Bien entendu, le REDD peut améliorer la viabilité de la production agricole grâce à des parcelles de terre dégradée, et ainsi, soulager potentiellement la pression motivant la culture intensive. Toutefois la superficie de terre nécessaire pour palier à la future demande en nourriture, carburant et fibre est immense: 400-500 millions d’hectares de nouvelles plantations et de terres cultivées pourraient être utilisées d’ici 2050, supposant une évolution de plus de 2-3 pourcents des rendements annuels :un joli scénario compte-tenu de la productivité marginale des terres les plus dégradées.



Alors, à quoi ressemble le futur des techniques agricoles respectueuses de l’environnement dans un monde où les terres sont limitées, où les forêts sont de plus en plus confrontées à la consommation humaine? Nous ne prétendons pas connaître la réponse.

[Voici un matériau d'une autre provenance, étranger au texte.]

use bon::Builder;
use serde::Serialize;

use crate::Result;
use crate::types::ExternalOrder;

pub const REQUEST_EXTERNAL_QUOTE_ROUTE: &str = "/v0/matching-engine/quote";
pub const ASSEMBLE_EXTERNAL_MATCH_ROUTE: &str = "/v0/matching-engine/assemble-external-match";
pub const REQUEST_EXTERNAL_MATCH_ROUTE: &str = "/v0/matching-engine/request-external-match";

/// Query parameters shared by the gas sponsorship aware routes.
#[derive(Serialize)]
struct GasSponsorshipQuery<'a> {
    disable_gas_sponsorship: bool,
    #[serde(skip_serializing_if = "Option::is_none")]
    refund_address: Option<&'a str>,
    #[serde(skip_serializing_if = "std::ops::Not::not")]
    refund_native_eth: bool,
}

impl GasSponsorshipQuery<'_> {
    fn path(&self, route: &str) -> Result<String> {
        Ok(format!("{route}?{}", serde_html_form::to_string(self)?))
    }
}

/// Options for [`Client::request_quote_with_options`](crate::Client::request_quote_with_options).
#[non_exhaustive]
#[derive(Builder, Clone, Debug, Default, Eq, PartialEq)]
#[builder(on(String, into))]
pub struct RequestQuoteOptions {
    #[builder(default)]
    pub disable_gas_sponsorship: bool,
    /// Where the gas refund goes; the receiver by default.
    pub gas_refund_address: Option<String>,
    /// Refund in native ETH instead of the buy token.
    #[builder(default)]
    pub refund_native_eth: bool,
}

impl RequestQuoteOptions {
    /// Path and query for the quote route. `disable_gas_sponsorship` is always sent.
    pub fn request_path(&self) -> Result<String> {
        GasSponsorshipQuery {
            disable_gas_sponsorship: self.disable_gas_sponsorship,
            refund_address: self.gas_refund_address.as_deref(),
            refund_native_eth: self.refund_native_eth,
        }
        .path(REQUEST_EXTERNAL_QUOTE_ROUTE)
    }
}

/// Options for [`Client::assemble_quote_with_options`](crate::Client::assemble_quote_with_options).
#[non_exhaustive]
#[derive(Builder, Clone, Debug, Default, Eq, PartialEq)]
#[builder(on(String, into))]
pub struct AssembleQuoteOptions {
    /// Ask the server to estimate gas for the settlement transaction.
    #[builder(default)]
    pub do_gas_estimation: bool,
    /// Address that receives the buy side; the transaction sender by default.
    pub receiver_address: Option<String>,
    /// Replaces the quoted order, within the bounds the quote allows.
    pub updated_order: Option<ExternalOrder>,
    #[builder(default)]
    pub request_gas_sponsorship: bool,
    pub gas_refund_address: Option<String>,
}

impl AssembleQuoteOptions {
    /// Path and query for the assemble route.
    ///
    /// Without gas sponsorship or a refund address the bare route is used, matching requests
    /// from clients that predate sponsorship.
    pub fn request_path(&self) -> Result<String> {
        if !self.request_gas_sponsorship && self.gas_refund_address.is_none() {
            return Ok(ASSEMBLE_EXTERNAL_MATCH_ROUTE.to_owned());
        }

        GasSponsorshipQuery {
            disable_gas_sponsorship: !self.request_gas_sponsorship,
            refund_address: self.gas_refund_address.as_deref(),
            refund_native_eth: false,
        }
        .path(ASSEMBLE_EXTERNAL_MATCH_ROUTE)
    }
}

/// Options for [`Client::request_external_match_with_options`](crate::Client::request_external_match_with_options).
#[non_exhaustive]
#[derive(Builder, Clone, Debug, Default, Eq, PartialEq)]
#[builder(on(String, into))]
pub struct ExternalMatchOptions {
    #[builder(default)]
    pub do_gas_estimation: bool,
    pub receiver_address: Option<String>,
    #[builder(default)]
    pub disable_gas_sponsorship: bool,
    pub gas_refund_address: Option<String>,
    #[builder(default)]
    pub refund_native_eth: bool,
}

impl ExternalMatchOptions {
    pub fn request_path(&self) -> Result<String> {
        GasSponsorshipQuery {
            disable_gas_sponsorship: self.disable_gas_sponsorship,
            refund_address: self.gas_refund_address.as_deref(),
            refund_native_eth: self.refund_native_eth,
        }
        .path(REQUEST_EXTERNAL_MATCH_ROUTE)
    }
}
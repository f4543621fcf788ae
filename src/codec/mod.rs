//! JSON encoding that keeps on-chain integers exact.
//!
//! `serde_json` is compiled with `arbitrary_precision`, so a [`Value`] holds every number as the
//! literal the server sent. Domain types then map those literals onto [`U256`](crate::types::U256)
//! through [`IntegerLiteral`], and encode them back as bare integers.

mod integer;

use serde::Serialize;
use serde::de::DeserializeOwned;
use serde_json::Value;

pub use integer::IntegerLiteral;

use crate::Result;
use crate::error::Error;

/// Encoder/decoder shared by the transport and the request signer.
///
/// Encoding is deterministic: struct fields are written in declaration order and maps are
/// [`serde_json::Map`], which keeps keys sorted.
#[non_exhaustive]
#[derive(Clone, Copy, Debug, Default)]
pub struct JsonCodec;

impl JsonCodec {
    #[must_use]
    pub const fn new() -> Self {
        Self
    }

    pub fn encode<T: Serialize + ?Sized>(self, value: &T) -> Result<String> {
        Ok(serde_json::to_string(value)?)
    }

    /// Parses `text`, failing on malformed JSON.
    pub fn try_decode(self, text: &str) -> Result<Value> {
        Ok(serde_json::from_str(text)?)
    }

    /// Parses `text`, passing it through as a JSON string if it is not valid JSON.
    ///
    /// Shape validation in [`JsonCodec::decode_as`] is where a passed-through body will fail.
    #[must_use]
    pub fn decode(self, text: &str) -> Value {
        match self.try_decode(text) {
            Ok(value) => value,
            #[cfg_attr(
                not(feature = "tracing"),
                expect(unused_variables, reason = "only reported through tracing")
            )]
            Err(e) => {
                #[cfg(feature = "tracing")]
                tracing::warn!(error = %e, len = text.len(), "response body is not JSON, passing it through");
                Value::String(text.to_owned())
            }
        }
    }

    /// Converts a decoded [`Value`] into a domain type.
    pub fn decode_as<T: DeserializeOwned>(self, value: Value) -> Result<T> {
        #[cfg(feature = "tracing")]
        {
            let mut ignored = Vec::new();
            let result: std::result::Result<T, _> =
                serde_path_to_error::deserialize(serde_ignored::Deserializer::new(
                    value,
                    &mut |path: serde_ignored::Path<'_>| ignored.push(path.to_string()),
                ));

            match result {
                Ok(parsed) => {
                    if !ignored.is_empty() {
                        tracing::warn!(
                            r#type = std::any::type_name::<T>(),
                            ?ignored,
                            "response contained unknown fields"
                        );
                    }
                    Ok(parsed)
                }
                Err(e) => Err(Error::codec(format!(
                    "{} at `{}`: {}",
                    std::any::type_name::<T>(),
                    e.path(),
                    e.inner()
                ))),
            }
        }

        #[cfg(not(feature = "tracing"))]
        {
            serde_json::from_value(value).map_err(|e| {
                Error::codec(format!("{}: {e}", std::any::type_name::<T>()))
            })
        }
    }
}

Bien que l’agriculture « éco-respectueuse » offre des alternatives pour la diminution du carbone (en combinant dans un même but les actions pour la diminution des changements climatiques et la préservation de la biodiversité, par exemple), l’activité souffre de son manque de rendement auquel l’agriculture industrielle pallie notamment en ce qui concerne la production de nourriture, faisant se rencontrer une importante demande future due à une humanité toujours plus affamée et plus nombreuse, d’autant plus contraignante.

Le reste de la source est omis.